Home is the Hearth

atHomeSome important facts about caravan living before the ultra-modern RVs came along that may help people understand some of the choices I have made about my own wagon:

  • The caravan is the hub around which camp is built, but most “living” actually takes place outside in the wide world.  Sometimes this means tents or other temporary structures provide protection from the elements.  Prior to the second world war, caravan Travellers in Europe often slept outdoors, often under the caravan while the kids were corralled inside.  This makes a lot a sense as adults stay up later, and kids can wander off.
  • Cooking is done outdoors, over a fire.  The stove, when there is one, is for heat and drying.
  • The hearth is the focus of family life, just as it has been for a million years.  That is where people congregate, music and stories happen there, and it is provides comfort and cheer.
  • There is no water closet or toilet inside the caravan.  That is disgusting yet one of the most common criticisms I see or receive about mine or other traditional wagons.
  • A consistent anthropological observation about nomads is the strict rules of hygiene and cleanliness.  Working and wandering outdoors can be a dirty business so strict rules are adhered to.  Some of these reach the level of taboos and can be traced back over at least a thousand years.  Living on the road can make one appreciate this need.
  • The fancy wagons of 19th century Britain are the exception, not the rule.  Carts and wagons have likely served as the home base for nomads of various types since 500 B.C. or before.  They came to their peak of perfection in Britain in the 19th and very early 20th centuries before morphing into the RVs we see today.
A Traveller in southwest England. This simple accommodation is much cheaper and more readily built than the fancy production models.

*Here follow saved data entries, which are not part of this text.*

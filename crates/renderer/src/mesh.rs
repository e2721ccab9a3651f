//! Sampling a lon/lat grid onto the sphere as a colored surface.

use globe_common::{GlobeError, GlobeResult, GradientConfig, Grid};
use rayon::prelude::*;
use serde::Serialize;
use tracing::debug;

/// Radius of the base imagery sphere.
pub const BASE_RADIUS: f64 = 1.0;

/// Radius the data surface is lifted to so it draws above the base imagery.
pub const DATA_RADIUS: f64 = 1.001;

/// Radius for line overlays, above the data surface.
pub const OVERLAY_RADIUS: f64 = 1.002;

/// Minimum grid size (per axis) that produces at least one face
const MIN_AXIS_LEN: usize = 2;

/// Cartesian position of a lon/lat point (degrees) on a sphere, Z up.
///
/// Longitude 0 lies on +X and longitude 90 on +Y.
pub fn lonlat_to_xyz(lon_deg: f64, lat_deg: f64, radius: f64) -> [f64; 3] {
    let (slon, clon) = lon_deg.to_radians().sin_cos();
    let (slat, clat) = lat_deg.to_radians().sin_cos();
    [radius * clat * clon, radius * clat * slon, radius * slat]
}

/// Inverse of [`lonlat_to_xyz`] for a point on or near the sphere.
pub fn xyz_to_lonlat(p: [f64; 3]) -> (f64, f64) {
    let r = (p[0] * p[0] + p[1] * p[1] + p[2] * p[2]).sqrt();
    if r == 0.0 {
        return (0.0, 0.0);
    }
    let lat = (p[2] / r).clamp(-1.0, 1.0).asin().to_degrees();
    let lon = p[1].atan2(p[0]).to_degrees();
    (lon, lat)
}

/// A structured quad mesh on the sphere with one scalar and color per node.
#[derive(Debug, Clone, Serialize)]
pub struct SurfaceMesh {
    /// Grid (rows, cols) the nodes were sampled from
    pub shape: (usize, usize),
    /// Node positions, row-major
    pub points: Vec<[f32; 3]>,
    /// Quads as node indices, counter-clockwise seen from outside
    pub faces: Vec<[u32; 4]>,
    /// Node values, NaN where missing
    pub scalars: Vec<f32>,
    /// Node colors from the color scale; alpha 0 where missing
    pub colors: Vec<[u8; 4]>,
    /// Display name of the scalar field
    pub name: String,
}

impl SurfaceMesh {
    /// Build the mesh for `grid`, coloring nodes with `colormap`.
    ///
    /// The grid axes are read as longitude (X) and latitude (Y) in degrees.
    pub fn from_grid(grid: &Grid, colormap: &GradientConfig, radius: f64) -> GlobeResult<Self> {
        let (rows, cols) = grid.shape();
        if rows < MIN_AXIS_LEN || cols < MIN_AXIS_LEN {
            return Err(GlobeError::SceneBuildError(format!(
                "grid of {}x{} is too small for a surface",
                rows, cols
            )));
        }
        check_geographic(grid)?;
        colormap.validate().map_err(GlobeError::SceneBuildError)?;

        let (x, y) = (grid.x(), grid.y());
        let points: Vec<[f32; 3]> = (0..rows * cols)
            .into_par_iter()
            .map(|idx| {
                let [px, py, pz] = lonlat_to_xyz(x[idx % cols], y[idx / cols], radius);
                [px as f32, py as f32, pz as f32]
            })
            .collect();

        let faces = quad_faces(rows, cols);
        let scalars = grid.values().to_nan_filled();
        let colors: Vec<[u8; 4]> = scalars
            .par_iter()
            .map(|&v| {
                let value = if v.is_nan() { None } else { Some(v as f64) };
                colormap.color_for(value).to_array()
            })
            .collect();

        debug!(
            rows,
            cols,
            faces = faces.len(),
            missing = grid.values().masked_count(),
            "Built surface mesh"
        );

        Ok(Self {
            shape: (rows, cols),
            points,
            faces,
            scalars,
            colors,
            name: grid.label().to_string(),
        })
    }

    pub fn n_points(&self) -> usize {
        self.points.len()
    }

    pub fn n_faces(&self) -> usize {
        self.faces.len()
    }

    /// Nodes that carry a finite value.
    pub fn valid_count(&self) -> usize {
        self.scalars.iter().filter(|v| !v.is_nan()).count()
    }
}

fn quad_faces(rows: usize, cols: usize) -> Vec<[u32; 4]> {
    let mut faces = Vec::with_capacity((rows - 1) * (cols - 1));
    for r in 0..rows - 1 {
        for c in 0..cols - 1 {
            let i = (r * cols + c) as u32;
            let below = i + cols as u32;
            faces.push([i, below, below + 1, i + 1]);
        }
    }
    faces
}

fn check_geographic(grid: &Grid) -> GlobeResult<()> {
    let bounds = grid
        .coordinate_bounds()
        .ok_or_else(|| GlobeError::InvalidBounds("grid has empty axes".to_string()))?;
    if bounds.min_y < -90.0 || bounds.max_y > 90.0 {
        return Err(GlobeError::InvalidBounds(format!(
            "latitudes [{}, {}] fall outside [-90, 90]",
            bounds.min_y, bounds.max_y
        )));
    }
    if bounds.min_x < -360.0 || bounds.max_x > 360.0 {
        return Err(GlobeError::InvalidBounds(format!(
            "longitudes [{}, {}] fall outside [-360, 360]",
            bounds.min_x, bounds.max_x
        )));
    }
    Ok(())
}
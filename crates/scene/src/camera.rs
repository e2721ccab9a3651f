//! Panel cameras.

use std::sync::{Arc, RwLock};

use renderer::ViewBasis;
use serde::{Deserialize, Serialize};

/// Distance from the globe center to the default camera position.
pub const DEFAULT_DISTANCE: f64 = 4.0;

/// A look-at camera.
#[derive(Debug, Clone, Copy, PartialEq, Serialize, Deserialize)]
pub struct Camera {
    pub position: [f64; 3],
    pub focal_point: [f64; 3],
    pub view_up: [f64; 3],
}

/// A camera shared by every panel that holds a clone of the handle.
pub type SharedCamera = Arc<RwLock<Camera>>;

impl Camera {
    /// Looking along +Y from the -Y side at the origin, Z up.
    ///
    /// This faces longitude -90 on the equator, with X to the right.
    pub fn xz() -> Self {
        Self {
            position: [0.0, -DEFAULT_DISTANCE, 0.0],
            focal_point: [0.0, 0.0, 0.0],
            view_up: [0.0, 0.0, 1.0],
        }
    }

    pub fn shared(self) -> SharedCamera {
        Arc::new(RwLock::new(self))
    }

    /// Unit vector from the position to the focal point.
    pub fn direction(&self) -> [f64; 3] {
        normalize(sub(self.focal_point, self.position))
    }

    pub fn distance(&self) -> f64 {
        norm(sub(self.focal_point, self.position))
    }

    pub fn view_basis(&self) -> ViewBasis {
        ViewBasis {
            forward: self.direction(),
            up: normalize(self.view_up),
        }
    }

    /// Rotate the camera about the world Z axis through the focal point.
    pub fn orbit(&mut self, azimuth_deg: f64) {
        let (s, c) = azimuth_deg.to_radians().sin_cos();
        let rotate = |v: [f64; 3]| [c * v[0] - s * v[1], s * v[0] + c * v[1], v[2]];

        let offset = sub(self.position, self.focal_point);
        let moved = rotate(offset);
        self.position = [
            self.focal_point[0] + moved[0],
            self.focal_point[1] + moved[1],
            self.focal_point[2] + moved[2],
        ];
        self.view_up = rotate(self.view_up);
    }
}

impl Default for Camera {
    fn default() -> Self {
        Self::xz()
    }
}

fn sub(a: [f64; 3], b: [f64; 3]) -> [f64; 3] {
    [a[0] - b[0], a[1] - b[1], a[2] - b[2]]
}

fn norm(v: [f64; 3]) -> f64 {
    (v[0] * v[0] + v[1] * v[1] + v[2] * v[2]).sqrt()
}

fn normalize(v: [f64; 3]) -> [f64; 3] {
    let n = norm(v);
    if n == 0.0 {
        return v;
    }
    [v[0] / n, v[1] / n, v[2] / n]
}

#[cfg(test)]
mod tests {
    use super::*;

    fn close(a: [f64; 3], b: [f64; 3]) -> bool {
        a.iter().zip(b.iter()).all(|(x, y)| (x - y).abs() < 1e-9)
    }

    #[test]
    fn test_xz_view() {
        let cam = Camera::xz();
        assert!(close(cam.direction(), [0.0, 1.0, 0.0]));
        assert_eq!(cam.distance(), DEFAULT_DISTANCE);
        assert_eq!(cam.view_basis().up, [0.0, 0.0, 1.0]);
    }

    #[test]
    fn test_orbit_quarter_turn() {
        let mut cam = Camera::xz();
        cam.orbit(90.0);
        assert!(close(cam.position, [DEFAULT_DISTANCE, 0.0, 0.0]));
        assert!(close(cam.view_up, [0.0, 0.0, 1.0]));
        assert!((cam.distance() - DEFAULT_DISTANCE).abs() < 1e-9);
    }

    #[test]
    fn test_full_orbit_returns_home() {
        let mut cam = Camera::xz();
        for _ in 0..4 {
            cam.orbit(90.0);
        }
        assert!(close(cam.position, Camera::xz().position));
    }
}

A considerate Traveller carries a fire pan to prevent scorching the earth by the roadside.

2 thoughts on “Home is the Hearth

  1. I have seen a similar use for an old steel car wheel many years ago. Unfortunately, most modern versions seem to be too stylised to work. The centre needs to be midway between the flanges, without big holes. A fire is lit in the upper part of the hub, the holes in the wheel allowing the ashes to fall through to the space beneath. Drilling holes through the lower flange will improve the draught.
    The gentleman I saw using it had cut around the wheel first and removed the turf beneath before lighting his fire, so he could replace it afterwards without the ashes damaging the site.

    1. We use old tractor discs nowadays. Some of my friends have even welded short legs on to keep it completely of the ground, leaving no mark on the earth at all.

      The drum from an electric washer also works well to contain a largish fire, especially in the wind.